Niles smiled at Daphne who was happily polishing off the rest of her pie and washing it down with the tar-flavoured coffee as unjudgmentally as she did everything. Even putting up with Dad. Even putting up with himself and with Frasier.
"My room also where my family stashed old and sickly relatives to die. Those were the only times my brothers kept their distance. Couldn't bear the smell of medicine, they said, but if you ask me, it was miles better than the stench of docks and wet, dirty clothes that came from their rooms or the smell of beer and bourbon from mum and dad's. My brother Billy and I aired out the house whenever we could but there was always someone complaining about the cold, especially mum. She said we should keep warm to prepare for the afterlife...Is that your cell phone?"
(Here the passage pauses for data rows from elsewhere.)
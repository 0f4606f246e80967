// This Source Code Form is subject to the terms of the Mozilla Public
// License, v. 2.0. If a copy of the MPL was not distributed with this
// file, You can obtain one at http://mozilla.org/MPL/2.0/.

//! XML stream parser for XMPP.
//!
//! The decoder tokenizes bytes with rxml's push parser and assembles
//! depth-1 children of the (never-closed) stream root into whole elements;
//! the encoder writes the unclosable stream header raw and serializes
//! everything else through minidom.

use crate::Error;
use bytes::{BufMut, BytesMut};
use log::debug;
use minidom::tree_builder::TreeBuilder;
use rxml::{Lexer, PushDriver, RawParser};
use std::collections::HashMap;
use std::fmt::Write;
use std::io;
use tokio_util::codec::{Decoder, Encoder};
use quill_stanzas::Element;

/// Anything that can be sent or received on an XMPP/XML stream
#[derive(Debug, Clone, PartialEq, Eq)]
pub enum Packet {
    /// `<stream:stream>` start tag
    StreamStart(HashMap<String, String>),
    /// A complete stanza or nonza
    Stanza(Element),
    /// Plain text (think whitespace keep-alive)
    Text(String),
    /// Pre-encoded bytes, written through without re-encoding
    Raw(Vec<u8>),
    /// `</stream:stream>` closing tag
    StreamEnd,
}

/// Stateful encoder/decoder for a bytestream from/to XMPP `Packet`
pub struct XmppCodec {
    /// Outgoing
    ns: Option<String>,
    /// Incoming
    driver: PushDriver<RawParser>,
    stanza_builder: TreeBuilder,
}

impl XmppCodec {
    /// Constructor
    pub fn new() -> Self {
        let stanza_builder = TreeBuilder::new();
        let driver = PushDriver::wrap(Lexer::new(), RawParser::new());
        XmppCodec {
            ns: None,
            driver,
            stanza_builder,
        }
    }
}

impl Default for XmppCodec {
    fn default() -> Self {
        Self::new()
    }
}

impl Decoder for XmppCodec {
    type Item = Packet;
    type Error = Error;

    fn decode(&mut self, buf: &mut BytesMut) -> Result<Option<Self::Item>, Self::Error> {
        loop {
            let token = match self.driver.parse(buf, false) {
                Ok(Some(token)) => token,
                Ok(None) => break,
                Err(rxml::Error::IO(e)) if e.kind() == io::ErrorKind::WouldBlock => break,
                Err(e) => return Err(minidom::Error::from(e).into()),
            };

            let had_stream_root = self.stanza_builder.depth() > 0;
            self.stanza_builder
                .process_event(token)
                .map_err(Error::from)?;
            let has_stream_root = self.stanza_builder.depth() > 0;

            if !had_stream_root && has_stream_root {
                let root = self.stanza_builder.top().unwrap();
                let attrs = root
                    .attrs()
                    .map(|(name, value)| (name.to_owned(), value.to_owned()))
                    .chain(root.prefixes.declared_prefixes().iter().map(
                        |(prefix, namespace)| {
                            (
                                prefix
                                    .as_ref()
                                    .map(|prefix| format!("xmlns:{}", prefix))
                                    .unwrap_or_else(|| "xmlns".to_owned()),
                                namespace.clone(),
                            )
                        },
                    ))
                    .collect();
                debug!("<< {}", String::from(root));
                return Ok(Some(Packet::StreamStart(attrs)));
            } else if self.stanza_builder.depth() == 1 {
                self.driver.release_temporaries();

                if let Some(stanza) = self.stanza_builder.unshift_child() {
                    debug!("<< {}", String::from(&stanza));
                    return Ok(Some(Packet::Stanza(stanza)));
                }
            } else if self.stanza_builder.root.take().is_some() {
                self.driver.release_temporaries();

                debug!("<< </stream:stream>");
                return Ok(Some(Packet::StreamEnd));
            }
        }

        Ok(None)
    }

    fn decode_eof(&mut self, buf: &mut BytesMut) -> Result<Option<Self::Item>, Self::Error> {
        self.decode(buf)
    }
}

impl Encoder<Packet> for XmppCodec {
    type Error = Error;

    fn encode(&mut self, item: Packet, dst: &mut BytesMut) -> Result<(), Self::Error> {
        let remaining = dst.capacity() - dst.len();
        let max_stanza_size: usize = 2usize.pow(16);
        if remaining < max_stanza_size {
            dst.reserve(max_stanza_size - remaining);
        }

        fn to_io_err<E: Into<Box<dyn std::error::Error + Send + Sync>>>(e: E) -> io::Error {
            io::Error::new(io::ErrorKind::InvalidInput, e)
        }

        match item {
            Packet::StreamStart(start_attrs) => {
                let mut buf = String::new();
                write!(buf, "<stream:stream").map_err(to_io_err)?;
                for (name, value) in start_attrs {
                    write!(buf, " {}=\"{}\"", escape(&name), escape(&value))
                        .map_err(to_io_err)?;
                    if name == "xmlns" {
                        self.ns = Some(value);
                    }
                }
                write!(buf, ">").map_err(to_io_err)?;

                write!(dst, "{}", buf)?;
                debug!(">> {}", std::str::from_utf8(dst)?);
            }
            Packet::Stanza(stanza) => {
                stanza
                    .write_to(&mut WriteBytes::new(dst))
                    .map_err(|e| to_io_err(format!("{}", e)))?;
                debug!(">> {}", std::str::from_utf8(dst)?);
            }
            Packet::Text(text) => {
                write_text(&text, dst).map_err(to_io_err)?;
                debug!(">> {}", std::str::from_utf8(dst)?);
            }
            Packet::Raw(bytes) => {
                dst.put_slice(&bytes);
                debug!(">> {} raw bytes", bytes.len());
            }
            Packet::StreamEnd => {
                let _ = write!(dst, "</stream:stream>\n").map_err(to_io_err);
                debug!(">> </stream:stream>");
            }
        }

        Ok(())
    }
}

/// Write XML-escaped text string
pub fn write_text<W: Write>(text: &str, writer: &mut W) -> Result<(), std::fmt::Error> {
    write!(writer, "{}", escape(text))
}

/// Minimal XML text/attribute escaping.
pub fn escape(input: &str) -> String {
    let mut result = String::with_capacity(input.len());

    for c in input.chars() {
        match c {
            '&' => result.push_str("&amp;"),
            '<' => result.push_str("&lt;"),
            '>' => result.push_str("&gt;"),
            '\'' => result.push_str("&apos;"),
            '"' => result.push_str("&quot;"),
            o => result.push(o),
        }
    }
    result
}

/// BytesMut impl only std::fmt::Write but not std::io::Write. The
/// latter trait is required for minidom's
/// `Element::write_to_inner()`.
struct WriteBytes<'a> {
    dst: &'a mut BytesMut,
}

impl<'a> WriteBytes<'a> {
    fn new(dst: &'a mut BytesMut) -> Self {
        WriteBytes { dst }
    }
}

impl<'a> std::io::Write for WriteBytes<'a> {
    fn write(&mut self, buf: &[u8]) -> std::result::Result<usize, std::io::Error> {
        self.dst.put_slice(buf);
        Ok(buf.len())
    }

    fn flush(&mut self) -> std::result::Result<(), std::io::Error> {
        Ok(())
    }
}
"Yes. Excuse me." It must had been ringing for a while but Niles had been mesmerised. He guessed before answering that it would be Nadia informing him that Maris had yo-yoed back to the East Wing and that that meant he could never expect a repeat of yesterday's night of passion.
"Very well. Yes, tell Mrs. Crane I understand."
"Is something wrong?" Daphne asked when he had hung up.
"No," Niles said, only slightly disturbed by the truth of his own words. Daphne had agreed to remain a part of his life. "Nothing as important as this. So... your room in Manchester?"
"Oh, yes. Well, anyway, there was one time - it was a particularly cold winter, I remember because Nigel brought a dead hedgehog into the house and it was ages before anyone noticed, even Aunt Sally who can smell blood from across a wet field..."
Niles sighed happily. And so it went.